Agreed. Notebook environments are great for exploration, discovery and pedagogy....

orlp · on June 5, 2018

I solve this in my personal workflow by extracting the important bit to a module, editing in that module, and testing/exploring changes in a notebook by reloading the module.

cbcoutinho · on June 5, 2018

This is how I work as well, where all the code I'm working with in a jupyter notebook is directly visible on my screen. Any other code is generally 'finished' and put into a text editor.

Additionally, I use the following settings in my ipython_config.py file to automatically reload modules:

c.InteractiveShellApp.extensions = [ 'autoreload' ]

c.InteractiveShellApp.exec_lines [ '%autoreload 2' ]

mlthoughts2018 · on June 5, 2018

Note that the autoreload features can be very tricky to use safely with Python.

For example, at least in some previous versions, Caffe and TensorFlow make incompatible assumptions about the ability to claim all available GPU memory. So there can be situations where you first import Caffe, then later import TensorFlow with restrictions on its GPU policy. If you naively re-import the Caffe code, it can evict TensorFlow from whatever GPUs it had reclaimed, and coming up with a group of settings that reliably prevent this, across possibly different machine where the notebook will be run, is very tricky.

This once led to a huge time sink because someone on my team created a mistaken GitHub issue claiming our TensorFlow model had a bug (since the notebook was producing an error). We spent all this time trying to reproduce it and figure out why it wasn't working, and eventually realized it was because of this hidden auto-reload setting on his specific IPython setup that caused Caffe to evict TensorFlow just for his specific usage pattern, resulting in strange errors because the TensorFlow model was no longer loaded in GPU memory.

There can be other problems too, like auto-reloading modules that have large start-up times (say if they load a very large model into memory). Sometimes you want to re-run a cell without auto-reload, even if you still want selective auto-reload functionality in other parts.

cbcoutinho · on June 6, 2018

Thanks for explaining the downsides related to using this feature. Like all good config options, there are tradeoffs. Luckily I haven't been bitten by it yet, but I'll remember that if I run into issues

wenc · on June 5, 2018

Yes, I tried doing this too but it forces me to flip between the notebook and a separate text editor (for editing that module). It's not that seamless and the context switches were a little expensive (at least for me), but your mileage may vary.

mlthoughts2018 · on June 5, 2018

On that console / IDE point you made, IPython can still be quite good for that if you use the interactive shell.

For example, I might make two shell tabs in tmux, and make one a small rectangle towards the bottom of the screen (holds my running IPython session), and a large rectangle above it (holds my Emacs where I’m editing source code).

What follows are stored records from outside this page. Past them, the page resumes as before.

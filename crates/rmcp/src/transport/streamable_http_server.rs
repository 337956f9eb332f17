//! Streamable HTTP Server Transport Module
//!
//! This module provides streamable HTTP transport implementations for MCP.
//!
//! # Module Organization
//!
//! Framework-specific implementations are organized in submodules:
//! - `axum` - Contains the Axum-based streamable HTTP service implementation
//! - `actix_web` - Contains the actix-web-based streamable HTTP service implementation
//!
//! Each submodule exports a `StreamableHttpService` type with the same interface.
//!
//! For convenience, a type alias `StreamableHttpService` is provided at the module root that resolves to:
//! - `actix_web::StreamableHttpService` when the `actix-web` feature is enabled
//! - `axum::StreamableHttpService` when only the `axum` feature is enabled
//!
//! # Examples
//!
//! Using the convenience alias (recommended for most use cases):
//! ```ignore
//! use rmcp::transport::StreamableHttpService;
//! let service = StreamableHttpService::new(|| Ok(handler), session_manager, config);
//! ```
//!
//! Using framework-specific modules (when you need a specific implementation):
//! ```ignore
//! #[cfg(feature = "axum")]
//! use rmcp::transport::streamable_http_server::axum::StreamableHttpService;
//! #[cfg(feature = "axum")]
//! let service = StreamableHttpService::new(|| Ok(handler), session_manager, config);
//! ```

pub mod session;

use std::time::Duration;

/// Configuration for the streamable HTTP server
#[derive(Debug, Clone)]
pub struct StreamableHttpServerConfig {
    /// The ping message duration for SSE connections.
    pub sse_keep_alive: Option<Duration>,
    /// If true, the server will create a session for each request and keep it alive.
    pub stateful_mode: bool,
}

impl Default for StreamableHttpServerConfig {
    fn default() -> Self {
        Self {
            sse_keep_alive: Some(Duration::from_secs(15)),
            stateful_mode: true,
        }
    }
}

// Axum implementation
#[cfg(all(feature = "transport-streamable-http-server", feature = "axum"))]
#[cfg_attr(
    docsrs,
    doc(cfg(all(feature = "transport-streamable-http-server", feature = "axum")))
)]
pub mod axum;

// Actix-web implementation
#[cfg(all(feature = "transport-streamable-http-server", feature = "actix-web"))]
#[cfg_attr(
    docsrs,
    doc(cfg(all(feature = "transport-streamable-http-server", feature = "actix-web")))
)]
pub mod actix_web;

// Export the preferred implementation as StreamableHttpService (without generic parameters)
#[cfg(all(feature = "transport-streamable-http-server", feature = "actix-web"))]
pub use actix_web::StreamableHttpService;
#[cfg(all(
    feature = "transport-streamable-http-server",
    feature = "axum",
    not(feature = "actix-web")
))]
pub use axum::StreamableHttpService;
pub use session::{SessionId, SessionManager};
use std::borrow::Cow;
use std::sync::Arc;

use futures::FutureExt;
use futures::future::BoxFuture;
use schemars::JsonSchema;

use crate::model::{CallToolResult, TaskSupport, Tool, ToolAnnotations};

use crate::handler::server::tool::{
    CallToolHandler, DynCallToolHandler, ToolCallContext, schema_for_type,
};

pub mod tool_traits;
pub use tool_traits::{AsyncTool, SyncTool, ToolBase};

pub struct ToolRoute<S> {
    #[allow(clippy::type_complexity)]
    pub call: Arc<DynCallToolHandler<S>>,
    pub attr: crate::model::Tool,
}

impl<S> std::fmt::Debug for ToolRoute<S> {
    fn fmt(&self, f: &mut std::fmt::Formatter<'_>) -> std::fmt::Result {
        f.debug_struct("ToolRoute")
            .field("name", &self.attr.name)
            .field("description", &self.attr.description)
            .field("input_schema", &self.attr.input_schema)
            .finish()
    }
}

impl<S> Clone for ToolRoute<S> {
    fn clone(&self) -> Self {
        Self {
            call: self.call.clone(),
            attr: self.attr.clone(),
        }
    }
}

impl<S: Send + Sync + 'static> ToolRoute<S> {
    pub fn new<C, A>(attr: impl Into<Tool>, call: C) -> Self
    where
        C: CallToolHandler<S, A> + Send + Sync + Clone + 'static,
    {
        Self {
            call: Arc::new(move |context: ToolCallContext<S>| {
                let call = call.clone();
                context.invoke(call).boxed()
            }),
            attr: attr.into(),
        }
    }
    pub fn new_dyn<C>(attr: impl Into<Tool>, call: C) -> Self
    where
        C: for<'a> Fn(
                ToolCallContext<'a, S>,
            ) -> BoxFuture<'a, Result<CallToolResult, crate::Error>>
            + Send
            + Sync
            + 'static,
    {
        Self {
            call: Arc::new(call),
            attr: attr.into(),
        }
    }
    pub fn name(&self) -> &str {
        &self.attr.name
    }
}

pub trait IntoToolRoute<S, A> {
    fn into_tool_route(self) -> ToolRoute<S>;
}

impl<S, C, A, T> IntoToolRoute<S, A> for (T, C)
where
    S: Send + Sync + 'static,
    C: CallToolHandler<S, A> + Send + Sync + Clone + 'static,
    T: Into<Tool>,
{
    fn into_tool_route(self) -> ToolRoute<S> {
        ToolRoute::new(self.0.into(), self.1)
    }
}

impl<S> IntoToolRoute<S, ()> for ToolRoute<S>
where
    S: Send + Sync + 'static,
{
    fn into_tool_route(self) -> ToolRoute<S> {
        self
    }
}

pub struct ToolAttrGenerateFunctionAdapter;
impl<S, F> IntoToolRoute<S, ToolAttrGenerateFunctionAdapter> for F
where
    S: Send + Sync + 'static,
    F: Fn() -> ToolRoute<S>,
{
    fn into_tool_route(self) -> ToolRoute<S> {
        (self)()
    }
}

pub trait CallToolHandlerExt<S, A>: Sized
where
    Self: CallToolHandler<S, A> + Send + Sync + Clone + 'static,
{
    fn name(self, name: impl Into<Cow<'static, str>>) -> WithToolAttr<Self, S, A>;
}

impl<C, S, A> CallToolHandlerExt<S, A> for C
where
    C: CallToolHandler<S, A> + Send + Sync + Clone + 'static,
{
    fn name(self, name: impl Into<Cow<'static, str>>) -> WithToolAttr<Self, S, A> {
        WithToolAttr {
            attr: Tool::new(
                name.into(),
                "",
                schema_for_type::<crate::model::JsonObject>(),
            ),
            call: self,
            _marker: std::marker::PhantomData,
        }
    }
}

pub struct WithToolAttr<C, S, A>
where
    C: CallToolHandler<S, A> + Send + Sync + Clone + 'static,
{
    pub attr: crate::model::Tool,
    pub call: C,
    pub _marker: std::marker::PhantomData<fn(S, A)>,
}

impl<C, S, A> IntoToolRoute<S, A> for WithToolAttr<C, S, A>
where
    C: CallToolHandler<S, A> + Send + Sync + Clone + 'static,
    S: Send + Sync + 'static,
{
    fn into_tool_route(self) -> ToolRoute<S> {
        ToolRoute::new(self.attr, self.call)
    }
}

impl<C, S, A> WithToolAttr<C, S, A>
where
    C: CallToolHandler<S, A> + Send + Sync + Clone + 'static,
{
    pub fn description(mut self, description: impl Into<Cow<'static, str>>) -> Self {
        self.attr.description = Some(description.into());
        self
    }
    pub fn parameters<T: JsonSchema>(mut self) -> Self {
        self.attr.input_schema = schema_for_type::<T>().into();
        self
    }
    pub fn parameters_value(mut self, schema: serde_json::Value) -> Self {
        self.attr.input_schema = crate::model::object(schema).into();
        self
    }
    pub fn annotation(mut self, annotation: impl Into<ToolAnnotations>) -> Self {
        self.attr.annotations = Some(annotation.into());
        self
    }
}
#[derive(Debug)]
pub struct ToolRouter<S> {
    #[allow(clippy::type_complexity)]
    pub map: std::collections::HashMap<Cow<'static, str>, ToolRoute<S>>,

    pub transparent_when_not_found: bool,
}

impl<S> Default for ToolRouter<S> {
    fn default() -> Self {
        Self {
            map: std::collections::HashMap::new(),
            transparent_when_not_found: false,
        }
    }
}
impl<S> Clone for ToolRouter<S> {
    fn clone(&self) -> Self {
        Self {
            map: self.map.clone(),
            transparent_when_not_found: self.transparent_when_not_found,
        }
    }
}

impl<S> IntoIterator for ToolRouter<S> {
    type Item = ToolRoute<S>;
    type IntoIter = std::collections::hash_map::IntoValues<Cow<'static, str>, ToolRoute<S>>;

    fn into_iter(self) -> Self::IntoIter {
        self.map.into_values()
    }
}

impl<S> ToolRouter<S>
where
    S: Send + Sync + 'static,
{
    pub fn new() -> Self {
        Self {
            map: std::collections::HashMap::new(),
            transparent_when_not_found: false,
        }
    }
    pub fn with_route<C, A>(mut self, attr: crate::model::Tool, call: C) -> Self
    where
        C: CallToolHandler<S, A> + Send + Sync + Clone + 'static,
    {
        self.add_route(ToolRoute::new(attr, call));
        self
    }

    pub fn add_route(&mut self, item: ToolRoute<S>) {
        self.map.insert(item.attr.name.clone(), item);
    }

    pub fn merge(&mut self, other: ToolRouter<S>) {
        for item in other.map.into_values() {
            self.add_route(item);
        }
    }

    pub fn remove_route<H, A>(&mut self, name: &str) {
        self.map.remove(name);
    }
    pub fn has_route(&self, name: &str) -> bool {
        self.map.contains_key(name)
    }
    pub async fn call(
        &self,
        context: ToolCallContext<'_, S>,
    ) -> Result<CallToolResult, crate::Error> {
        let item = self
            .map
            .get(context.name())
            .ok_or_else(|| crate::Error::invalid_params("tool not found", None))?;

        let task_support = item
            .attr
            .execution
            .as_ref()
            .map(|execution| execution.task_support)
            .unwrap_or_default();
        let task_requested = context.request_context().meta.task().is_some();
        match (task_support, task_requested) {
            (TaskSupport::Forbidden, true) => {
                return Err(crate::Error::invalid_params(
                    format!("tool `{}` does not support task execution", item.attr.name),
                    None,
                ));
            }
            (TaskSupport::Required, false) => {
                return Err(crate::Error::invalid_params(
                    format!("tool `{}` requires task execution (_meta.task)", item.attr.name),
                    None,
                ));
            }
            (TaskSupport::Optional, _) | (TaskSupport::Forbidden, false) | (TaskSupport::Required, true) => {}
        }

        (item.call)(context).await
    }

    pub fn list_all(&self) -> Vec<crate::model::Tool> {
        self.map.values().map(|item| item.attr.clone()).collect()
    }
}

impl<S> std::ops::Add<ToolRouter<S>> for ToolRouter<S>
where
    S: Send + Sync + 'static,
{
    type Output = Self;

    fn add(mut self, other: ToolRouter<S>) -> Self::Output {
        self.merge(other);
        self
    }
}

impl<S> std::ops::AddAssign<ToolRouter<S>> for ToolRouter<S>
where
    S: Send + Sync + 'static,
{
    fn add_assign(&mut self, other: ToolRouter<S>) {
        self.merge(other);
    }
}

And I might have a third shell tab somewhere that detects any time source files are changed and re-runs unit tests.

wenc · on June 5, 2018

Yes, that's definitely a possibility. Though it would be nice if it were more nicely integrated into an environment like RStudio where you can interactively set breakpoints, watch variables, etc. while still maintaining the interactivity.

I do the tmux/vim too, but for exploratory work the experience is less well-integrated than it could be with an Rstudio-like IDE.

mlthoughts2018 · on June 5, 2018

I agree, and the IDE setups can be very valuable for certain use cases or certain preferences. The equivalent thing in the IPython shell approach, basically using souped-up pudb, is not quite as nicely interactive with the debugging cycle, since setting breakpoints, watchpoints, etc., is either a matter of editing them into the source code and re-running, or becoming a master of specifying them on the command line, both of which require stepping out of the tight iteration workflow slightly (but to be fair, they also offer more power than the preconfigured options availabe in the IDE debugger features).

wenc · on June 5, 2018

Yes, my IDE is vim but it's a hard sell to a lot of folks... especially having to map a shortcut key to "import ipdb; ipdb.set_trace()" for breakpoints...

Rodeo [1] was an attempt at an IDE but development died, and now that yhat's been acquired, there's no sign of any further development. I wish the Jupyter folks would push more in this direction (and they are with Jupyter Lab) but I get the sense they are really invested in the notebook paradigm.

[1] https://www.yhat.com/products/rodeo

leephillips · on June 5, 2018

Well, I guess they are invested in it as a component of the JuyterLab toolbox, but JupyterLab tries to integrate it with consoles and editing windows: https://lwn.net/Articles/748937/

wenc · on June 5, 2018

Now if only we can get the editing window in Jupyterlab to talk to the console...

... and switch back-and-forth between notebook mode and text editor mode....